What is required: The following data has a line with "fn render_csv<'a>(records: impl" and a line with "let exporter = ResultExporter::new(ExportFormat::Lines);". Write out exactly those lines and all the lines between them.

-----

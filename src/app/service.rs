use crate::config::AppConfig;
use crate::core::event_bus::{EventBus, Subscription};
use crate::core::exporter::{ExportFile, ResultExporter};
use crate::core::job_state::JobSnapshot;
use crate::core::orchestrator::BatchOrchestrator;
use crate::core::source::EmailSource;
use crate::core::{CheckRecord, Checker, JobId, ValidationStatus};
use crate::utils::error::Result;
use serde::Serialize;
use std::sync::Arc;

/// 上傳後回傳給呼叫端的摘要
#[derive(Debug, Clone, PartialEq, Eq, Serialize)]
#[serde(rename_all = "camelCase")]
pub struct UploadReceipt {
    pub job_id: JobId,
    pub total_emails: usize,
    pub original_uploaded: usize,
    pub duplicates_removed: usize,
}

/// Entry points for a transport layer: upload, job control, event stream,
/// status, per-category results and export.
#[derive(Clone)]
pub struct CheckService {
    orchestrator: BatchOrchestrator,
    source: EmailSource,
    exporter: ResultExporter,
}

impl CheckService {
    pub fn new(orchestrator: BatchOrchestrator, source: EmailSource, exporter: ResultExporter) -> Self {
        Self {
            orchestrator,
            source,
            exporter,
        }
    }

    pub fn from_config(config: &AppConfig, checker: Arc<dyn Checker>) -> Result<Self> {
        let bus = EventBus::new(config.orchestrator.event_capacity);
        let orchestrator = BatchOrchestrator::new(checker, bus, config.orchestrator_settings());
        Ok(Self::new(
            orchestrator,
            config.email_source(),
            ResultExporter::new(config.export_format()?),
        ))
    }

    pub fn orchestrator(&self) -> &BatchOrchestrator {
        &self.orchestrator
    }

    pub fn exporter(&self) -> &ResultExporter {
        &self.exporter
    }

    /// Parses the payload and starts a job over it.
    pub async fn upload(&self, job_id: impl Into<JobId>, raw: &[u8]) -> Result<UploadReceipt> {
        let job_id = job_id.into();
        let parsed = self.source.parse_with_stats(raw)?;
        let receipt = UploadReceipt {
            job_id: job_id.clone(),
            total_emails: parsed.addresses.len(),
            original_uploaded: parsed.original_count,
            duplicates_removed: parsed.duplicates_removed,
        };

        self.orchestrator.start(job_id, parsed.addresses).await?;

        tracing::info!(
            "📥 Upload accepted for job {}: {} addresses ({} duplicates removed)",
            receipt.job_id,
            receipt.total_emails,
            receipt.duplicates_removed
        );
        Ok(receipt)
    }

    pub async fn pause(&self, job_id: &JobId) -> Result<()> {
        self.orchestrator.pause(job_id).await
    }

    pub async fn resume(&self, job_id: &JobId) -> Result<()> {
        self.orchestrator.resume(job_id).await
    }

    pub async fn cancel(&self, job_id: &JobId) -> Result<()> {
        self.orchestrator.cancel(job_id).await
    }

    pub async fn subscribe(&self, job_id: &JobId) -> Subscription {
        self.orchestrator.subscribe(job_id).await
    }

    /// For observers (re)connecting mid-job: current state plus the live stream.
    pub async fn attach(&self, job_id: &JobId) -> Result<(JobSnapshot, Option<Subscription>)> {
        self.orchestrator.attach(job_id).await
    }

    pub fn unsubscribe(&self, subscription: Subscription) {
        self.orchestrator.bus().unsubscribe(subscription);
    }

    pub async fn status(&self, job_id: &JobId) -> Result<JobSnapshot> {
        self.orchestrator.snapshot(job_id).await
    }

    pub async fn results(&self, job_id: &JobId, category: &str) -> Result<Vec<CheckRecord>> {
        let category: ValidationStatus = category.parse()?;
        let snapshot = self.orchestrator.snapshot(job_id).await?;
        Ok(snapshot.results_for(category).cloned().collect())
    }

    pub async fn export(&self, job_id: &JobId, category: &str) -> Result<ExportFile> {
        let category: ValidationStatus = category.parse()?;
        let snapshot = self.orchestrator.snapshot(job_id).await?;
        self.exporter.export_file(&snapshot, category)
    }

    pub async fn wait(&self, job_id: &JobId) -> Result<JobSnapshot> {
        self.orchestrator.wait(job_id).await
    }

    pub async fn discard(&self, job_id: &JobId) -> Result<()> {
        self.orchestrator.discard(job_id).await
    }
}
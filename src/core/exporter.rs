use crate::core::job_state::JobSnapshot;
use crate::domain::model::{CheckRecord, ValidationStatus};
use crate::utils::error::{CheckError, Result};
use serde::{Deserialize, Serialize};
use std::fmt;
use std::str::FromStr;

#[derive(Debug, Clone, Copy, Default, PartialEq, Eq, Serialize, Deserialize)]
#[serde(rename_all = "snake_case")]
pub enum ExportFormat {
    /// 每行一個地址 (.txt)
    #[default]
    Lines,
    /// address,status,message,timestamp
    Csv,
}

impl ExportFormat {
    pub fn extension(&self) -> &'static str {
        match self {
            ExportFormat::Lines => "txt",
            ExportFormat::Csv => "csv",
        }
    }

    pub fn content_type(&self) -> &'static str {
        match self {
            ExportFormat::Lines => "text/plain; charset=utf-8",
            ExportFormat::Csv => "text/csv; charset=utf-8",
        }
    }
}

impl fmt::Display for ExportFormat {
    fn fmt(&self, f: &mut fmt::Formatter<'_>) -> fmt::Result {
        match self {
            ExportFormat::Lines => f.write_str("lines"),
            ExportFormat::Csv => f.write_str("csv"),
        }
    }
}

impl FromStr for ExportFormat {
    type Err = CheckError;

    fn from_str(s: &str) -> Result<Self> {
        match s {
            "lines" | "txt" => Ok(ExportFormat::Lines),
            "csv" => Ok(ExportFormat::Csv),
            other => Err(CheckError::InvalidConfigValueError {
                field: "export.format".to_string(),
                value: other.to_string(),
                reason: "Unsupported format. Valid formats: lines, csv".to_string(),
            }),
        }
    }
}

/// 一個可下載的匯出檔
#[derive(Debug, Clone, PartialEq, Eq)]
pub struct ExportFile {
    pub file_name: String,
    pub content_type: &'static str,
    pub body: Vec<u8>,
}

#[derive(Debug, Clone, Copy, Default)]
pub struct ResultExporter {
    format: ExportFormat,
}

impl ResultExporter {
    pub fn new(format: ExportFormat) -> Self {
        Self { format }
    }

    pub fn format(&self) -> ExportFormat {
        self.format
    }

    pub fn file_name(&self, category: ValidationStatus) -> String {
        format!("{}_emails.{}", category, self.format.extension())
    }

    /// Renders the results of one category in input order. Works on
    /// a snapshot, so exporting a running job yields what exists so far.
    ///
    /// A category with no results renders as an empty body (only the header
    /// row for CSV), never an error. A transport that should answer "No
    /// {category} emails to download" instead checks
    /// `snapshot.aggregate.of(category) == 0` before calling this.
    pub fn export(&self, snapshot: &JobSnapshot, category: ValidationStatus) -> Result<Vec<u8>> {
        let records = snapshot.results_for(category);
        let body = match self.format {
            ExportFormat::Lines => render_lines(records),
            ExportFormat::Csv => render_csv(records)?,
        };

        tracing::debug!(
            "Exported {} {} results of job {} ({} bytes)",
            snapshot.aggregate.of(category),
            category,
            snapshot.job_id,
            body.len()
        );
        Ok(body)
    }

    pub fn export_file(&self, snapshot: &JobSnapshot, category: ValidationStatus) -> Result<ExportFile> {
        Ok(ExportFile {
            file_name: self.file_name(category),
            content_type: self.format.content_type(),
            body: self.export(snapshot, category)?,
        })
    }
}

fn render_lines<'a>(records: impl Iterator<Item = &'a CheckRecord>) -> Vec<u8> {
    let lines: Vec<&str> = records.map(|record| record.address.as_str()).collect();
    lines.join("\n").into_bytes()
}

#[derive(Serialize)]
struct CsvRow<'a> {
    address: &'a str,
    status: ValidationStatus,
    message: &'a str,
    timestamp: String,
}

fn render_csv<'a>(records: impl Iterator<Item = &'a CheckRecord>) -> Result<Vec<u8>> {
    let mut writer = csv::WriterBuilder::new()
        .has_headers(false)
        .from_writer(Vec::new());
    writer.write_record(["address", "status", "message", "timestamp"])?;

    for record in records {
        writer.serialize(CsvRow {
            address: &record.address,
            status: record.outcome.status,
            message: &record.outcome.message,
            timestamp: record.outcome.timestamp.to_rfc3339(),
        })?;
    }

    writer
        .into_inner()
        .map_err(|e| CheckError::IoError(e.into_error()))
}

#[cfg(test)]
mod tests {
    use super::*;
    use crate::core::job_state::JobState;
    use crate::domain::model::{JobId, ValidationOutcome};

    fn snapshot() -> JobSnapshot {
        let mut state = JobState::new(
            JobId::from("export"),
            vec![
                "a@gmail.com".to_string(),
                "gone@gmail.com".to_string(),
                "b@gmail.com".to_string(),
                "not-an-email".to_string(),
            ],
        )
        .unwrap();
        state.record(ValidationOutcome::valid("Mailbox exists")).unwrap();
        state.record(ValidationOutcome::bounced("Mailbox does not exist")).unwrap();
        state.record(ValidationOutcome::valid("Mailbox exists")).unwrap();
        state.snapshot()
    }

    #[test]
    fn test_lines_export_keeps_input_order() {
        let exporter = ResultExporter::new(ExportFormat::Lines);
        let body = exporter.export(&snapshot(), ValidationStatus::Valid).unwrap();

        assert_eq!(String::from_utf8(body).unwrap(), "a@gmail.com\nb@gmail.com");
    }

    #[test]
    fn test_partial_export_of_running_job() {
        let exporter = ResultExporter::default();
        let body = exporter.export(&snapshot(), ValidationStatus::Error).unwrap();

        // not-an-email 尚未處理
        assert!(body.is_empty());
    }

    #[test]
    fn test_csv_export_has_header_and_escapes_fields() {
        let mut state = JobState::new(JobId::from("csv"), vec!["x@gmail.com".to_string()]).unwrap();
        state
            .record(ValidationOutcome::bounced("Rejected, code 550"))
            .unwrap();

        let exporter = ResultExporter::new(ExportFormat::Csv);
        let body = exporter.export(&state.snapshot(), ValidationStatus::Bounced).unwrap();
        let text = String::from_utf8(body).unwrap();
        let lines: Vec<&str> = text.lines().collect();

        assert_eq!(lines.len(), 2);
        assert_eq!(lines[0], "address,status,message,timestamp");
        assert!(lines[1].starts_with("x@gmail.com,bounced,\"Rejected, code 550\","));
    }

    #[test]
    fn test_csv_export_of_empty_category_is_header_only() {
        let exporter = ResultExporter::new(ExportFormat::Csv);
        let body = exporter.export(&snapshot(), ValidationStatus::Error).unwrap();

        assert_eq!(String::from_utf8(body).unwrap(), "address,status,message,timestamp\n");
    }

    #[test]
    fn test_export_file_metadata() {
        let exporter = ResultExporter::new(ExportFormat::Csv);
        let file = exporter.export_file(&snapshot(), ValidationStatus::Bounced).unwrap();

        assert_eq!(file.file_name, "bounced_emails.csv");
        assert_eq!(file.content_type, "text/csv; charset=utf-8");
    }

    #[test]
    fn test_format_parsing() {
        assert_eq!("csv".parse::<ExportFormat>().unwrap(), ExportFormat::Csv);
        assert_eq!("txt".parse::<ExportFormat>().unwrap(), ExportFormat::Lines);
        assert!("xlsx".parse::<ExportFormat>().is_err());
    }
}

-----

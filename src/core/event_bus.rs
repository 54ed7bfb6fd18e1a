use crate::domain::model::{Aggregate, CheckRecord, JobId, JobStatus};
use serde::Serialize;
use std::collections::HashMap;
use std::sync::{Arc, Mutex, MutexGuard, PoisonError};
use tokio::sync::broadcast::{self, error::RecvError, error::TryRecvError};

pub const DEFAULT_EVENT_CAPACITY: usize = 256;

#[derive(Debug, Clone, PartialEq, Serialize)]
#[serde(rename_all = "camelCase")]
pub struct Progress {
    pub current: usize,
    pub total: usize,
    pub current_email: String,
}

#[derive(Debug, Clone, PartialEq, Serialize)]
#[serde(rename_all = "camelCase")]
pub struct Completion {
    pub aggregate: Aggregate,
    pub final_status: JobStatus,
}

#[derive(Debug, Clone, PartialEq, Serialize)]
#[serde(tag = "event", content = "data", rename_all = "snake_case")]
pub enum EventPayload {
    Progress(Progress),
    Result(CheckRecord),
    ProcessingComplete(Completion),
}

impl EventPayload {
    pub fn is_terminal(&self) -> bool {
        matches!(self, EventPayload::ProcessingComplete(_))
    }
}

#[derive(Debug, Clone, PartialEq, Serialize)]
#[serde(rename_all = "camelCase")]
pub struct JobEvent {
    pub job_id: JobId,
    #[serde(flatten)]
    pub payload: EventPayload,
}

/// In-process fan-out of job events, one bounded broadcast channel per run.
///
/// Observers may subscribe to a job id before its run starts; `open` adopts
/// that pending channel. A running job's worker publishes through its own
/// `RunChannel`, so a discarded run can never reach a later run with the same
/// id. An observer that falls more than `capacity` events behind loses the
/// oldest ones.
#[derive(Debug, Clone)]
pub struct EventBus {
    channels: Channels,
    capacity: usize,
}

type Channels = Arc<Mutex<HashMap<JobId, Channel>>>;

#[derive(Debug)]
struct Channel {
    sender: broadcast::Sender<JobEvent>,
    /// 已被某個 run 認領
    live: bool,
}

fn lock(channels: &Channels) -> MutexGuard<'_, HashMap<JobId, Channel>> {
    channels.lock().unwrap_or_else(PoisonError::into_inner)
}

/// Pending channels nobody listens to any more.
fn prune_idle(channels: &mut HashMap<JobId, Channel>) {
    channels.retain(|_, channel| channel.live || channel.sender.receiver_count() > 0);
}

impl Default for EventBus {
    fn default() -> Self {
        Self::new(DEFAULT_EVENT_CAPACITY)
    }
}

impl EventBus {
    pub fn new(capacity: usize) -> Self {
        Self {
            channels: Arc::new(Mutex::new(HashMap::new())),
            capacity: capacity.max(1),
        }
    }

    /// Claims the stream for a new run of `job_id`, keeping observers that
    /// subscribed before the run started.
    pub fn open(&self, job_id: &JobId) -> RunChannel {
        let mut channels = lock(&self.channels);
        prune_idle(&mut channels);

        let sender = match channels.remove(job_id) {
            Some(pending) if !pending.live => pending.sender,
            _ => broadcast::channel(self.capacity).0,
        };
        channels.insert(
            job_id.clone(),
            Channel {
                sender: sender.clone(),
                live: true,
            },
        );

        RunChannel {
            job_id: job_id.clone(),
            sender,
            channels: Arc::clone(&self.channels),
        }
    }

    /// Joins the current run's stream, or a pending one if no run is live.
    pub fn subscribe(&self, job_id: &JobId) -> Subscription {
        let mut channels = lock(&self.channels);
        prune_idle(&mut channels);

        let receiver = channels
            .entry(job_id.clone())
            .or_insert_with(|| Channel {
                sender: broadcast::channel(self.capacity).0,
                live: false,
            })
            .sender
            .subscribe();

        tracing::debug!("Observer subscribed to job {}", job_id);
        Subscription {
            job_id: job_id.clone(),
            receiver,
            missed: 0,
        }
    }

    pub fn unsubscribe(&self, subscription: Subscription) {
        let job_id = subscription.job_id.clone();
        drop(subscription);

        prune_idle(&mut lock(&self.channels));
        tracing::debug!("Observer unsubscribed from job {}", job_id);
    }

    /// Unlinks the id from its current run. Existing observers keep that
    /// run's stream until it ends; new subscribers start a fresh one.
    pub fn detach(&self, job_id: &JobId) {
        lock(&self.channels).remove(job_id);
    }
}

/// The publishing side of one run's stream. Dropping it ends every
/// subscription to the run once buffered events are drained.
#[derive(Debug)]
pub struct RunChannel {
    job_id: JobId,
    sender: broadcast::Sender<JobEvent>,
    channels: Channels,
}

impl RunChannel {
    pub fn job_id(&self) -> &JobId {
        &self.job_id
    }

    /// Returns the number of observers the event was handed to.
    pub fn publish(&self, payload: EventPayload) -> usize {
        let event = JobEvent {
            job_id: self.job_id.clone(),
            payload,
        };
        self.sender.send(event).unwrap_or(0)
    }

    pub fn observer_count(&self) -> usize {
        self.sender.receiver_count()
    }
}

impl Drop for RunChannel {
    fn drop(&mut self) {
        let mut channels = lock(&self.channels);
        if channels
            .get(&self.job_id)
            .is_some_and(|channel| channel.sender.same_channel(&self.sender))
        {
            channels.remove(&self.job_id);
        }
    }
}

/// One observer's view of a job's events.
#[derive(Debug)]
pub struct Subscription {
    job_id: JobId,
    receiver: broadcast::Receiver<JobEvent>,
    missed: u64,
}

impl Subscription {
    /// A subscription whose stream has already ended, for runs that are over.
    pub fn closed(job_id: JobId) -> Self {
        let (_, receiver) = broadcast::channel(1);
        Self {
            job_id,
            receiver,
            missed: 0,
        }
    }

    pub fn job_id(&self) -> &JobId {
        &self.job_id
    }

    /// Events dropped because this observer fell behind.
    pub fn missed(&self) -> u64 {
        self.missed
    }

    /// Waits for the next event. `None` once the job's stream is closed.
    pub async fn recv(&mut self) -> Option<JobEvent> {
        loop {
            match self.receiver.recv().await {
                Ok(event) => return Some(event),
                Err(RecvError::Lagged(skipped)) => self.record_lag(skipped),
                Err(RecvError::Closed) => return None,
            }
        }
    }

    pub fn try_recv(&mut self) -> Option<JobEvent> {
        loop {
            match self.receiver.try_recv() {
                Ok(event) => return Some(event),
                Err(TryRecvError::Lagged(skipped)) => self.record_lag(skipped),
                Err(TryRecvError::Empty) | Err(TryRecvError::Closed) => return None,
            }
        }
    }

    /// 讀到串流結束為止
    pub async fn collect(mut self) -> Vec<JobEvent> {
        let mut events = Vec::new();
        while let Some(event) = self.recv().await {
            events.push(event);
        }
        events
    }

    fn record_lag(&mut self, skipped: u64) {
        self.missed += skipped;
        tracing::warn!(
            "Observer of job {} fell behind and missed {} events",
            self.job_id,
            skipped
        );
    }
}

-----

Answer:
fn render_csv<'a>(records: impl Iterator<Item = &'a CheckRecord>) -> Result<Vec<u8>> {
    let mut writer = csv::WriterBuilder::new()
        .has_headers(false)
        .from_writer(Vec::new());
    writer.write_record(["address", "status", "message", "timestamp"])?;

    for record in records {
        writer.serialize(CsvRow {
            address: &record.address,
            status: record.outcome.status,
            message: &record.outcome.message,
            timestamp: record.outcome.timestamp.to_rfc3339(),
        })?;
    }

    writer
        .into_inner()
        .map_err(|e| CheckError::IoError(e.into_error()))
}

#[cfg(test)]
mod tests {
    use super::*;
    use crate::core::job_state::JobState;
    use crate::domain::model::{JobId, ValidationOutcome};

    fn snapshot() -> JobSnapshot {
        let mut state = JobState::new(
            JobId::from("export"),
            vec![
                "a@gmail.com".to_string(),
                "gone@gmail.com".to_string(),
                "b@gmail.com".to_string(),
                "not-an-email".to_string(),
            ],
        )
        .unwrap();
        state.record(ValidationOutcome::valid("Mailbox exists")).unwrap();
        state.record(ValidationOutcome::bounced("Mailbox does not exist")).unwrap();
        state.record(ValidationOutcome::valid("Mailbox exists")).unwrap();
        state.snapshot()
    }

    #[test]
    fn test_lines_export_keeps_input_order() {
        let exporter = ResultExporter::new(ExportFormat::Lines);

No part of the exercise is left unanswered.